Wanjiku was one of 17 activists who showed up at a recent rally by Prime Minister Raila Odinga - one of the frontrunners in the presidential race - in Bomet, Rift Valley Province, an hour and a half from her home.
"They've been attending campaign rallies from all the candidates to raise their voices, to hold up signs, to chant… and to try to urge the candidates to do more and say more about HIV, based on the demands in the manifesto," said Paul Davis, the director of global campaigns for Health Global Access Project (Health GAP), a US-based activist group.

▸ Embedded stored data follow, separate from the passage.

//! View layer that keeps the latest document per session and prints it on demand.

use std::collections::HashMap;
use std::io::{self, Write};

use parking_lot::Mutex;
use vitrine_compose::{RenderedDocument, diff_regions};
use vitrine_dashboard::ViewLayer;
use vitrine_primitives::{RegionMap, SessionId};

const PREVIEW_CHARS: usize = 24;

#[derive(Debug, Default)]
pub struct StdoutView {
	documents: Mutex<HashMap<SessionId, RenderedDocument>>,
}

impl StdoutView {
	pub fn new() -> Self {
		Self::default()
	}

	/// Writes the last document shown for `session`, followed by its region
	/// table when `with_regions` is set. Returns false if nothing was shown.
	pub fn write_document(&self, session: SessionId, out: &mut impl Write, with_regions: bool) -> io::Result<bool> {
		let documents = self.documents.lock();
		let Some(document) = documents.get(&session) else {
			return Ok(false);
		};
		out.write_all(document.text().as_bytes())?;
		if with_regions {
			if !document.text().ends_with('\n') {
				writeln!(out)?;
			}
			writeln!(out, "---")?;
			for (name, region) in document.regions() {
				let preview = region.slice(document.text()).map(preview).unwrap_or_default();
				writeln!(out, "{name:<16} {:>5}..{:<5} {preview:?}", region.start, region.end)?;
			}
		}
		out.flush()?;
		Ok(true)
	}
}

fn preview(text: &str) -> String {
	let mut chars = text.chars();
	let mut out: String = chars.by_ref().take(PREVIEW_CHARS).collect();
	if chars.next().is_some() {
		out.push('…');
	}
	out
}

impl ViewLayer for StdoutView {
	fn apply_document(&self, session: SessionId, document: &RenderedDocument, previous: &RegionMap) {
		let diff = diff_regions(previous, document.regions());
		tracing::debug!(
			%session,
			chars = document.char_len(),
			regions = diff.upserted.len(),
			removed = diff.removed.len(),
			"view.apply"
		);
		self.documents.lock().insert(session, document.clone());
	}

	fn on_close(&self, session: SessionId) {
		self.documents.lock().remove(&session);
	}
}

Kenya faces a funding gap for its HIV programmes estimated at $1.67 billion. And although the country has steadily increased the number of people on ART, more than 100,000 HIV-positive Kenyans who need the drugs have no access to them.
Yet the presidential candidates have largely been silent on the issue.
In the country's first-ever presidential debate, hosted in early February, HIV/AIDS was not mentioned until the last question, when candidates addressed it as part of the broader need for improvements in health care. In the two leading candidates’ coalition manifestos, the proposed response to HIV is even less detailed: Deputy Prime Minister Uhuru Kenyatta's Jubilee Coalition mentions HIV/AIDS patients as part of the plan for universal healthcare. Prime Minister Raila Odinga's Coalition for Reforms and Democracy does not mention HIV at all.
The rally in Bomet was the first major success of the AIDS activists' campaign. Positioning themselves around the speaker's platform with a range of hand-drawn posters, the organizers threatened to interrupt Odinga if he did not mention HIV within the first half of his speech. He responded by promising free ART to all HIV-positive Kenyans and pledging to increase the health budget to 15 percent, as African leaders promised in the Abuja Declaration in 2001.
HIV-positive people are "part of our society", Odinga told the massive crowd, adding that "we all deserve to be healthy". Odinga's team said he did not feel pressured by the activists, but welcomed the opportunity to interact with them.
The activists staged a similar demonstration at a Kenyatta campaign two days later in Kisii, but the candidate failed to address them. They are hopeful, however, that he will eventually respond to their demands based on his record - when Kenyatta was finance minister in 2009, he signed an agreement to increase overall health funding by 40 percent by 2013.
A Kenyatta campaign spokesperson said the team is putting together a detailed HIV/AIDS response plan, which they will release before the election.
At a rally earlier this month, Deputy Prime Minister Musalia Mudavadi, another presidential candidate, promised more funding for the health sector, saying the "nation needs healthy people to run it".
Health GAP's Davis said Odinga's promise has potential implications for the campaign. "Now the ball is in the court of the Jubilee candidates… to see if they're going to step up or run the risk of losing [the votes of] 1.6 million people with HIV, their families, their friends, their loved ones, their co-workers."
He said HIV patients were prepared to transcend the ethnic affiliations that often determine voting patterns in Kenya and vote instead for the candidate most likely to respond to their needs. In Wanjiku's case, Odinga's rally helped her make up her mind. Because he was the first candidate to commit to meeting the activists’ demands, he won her vote.
"They want somebody who will care for them," she said. "Not a tribe, but a person who is caring."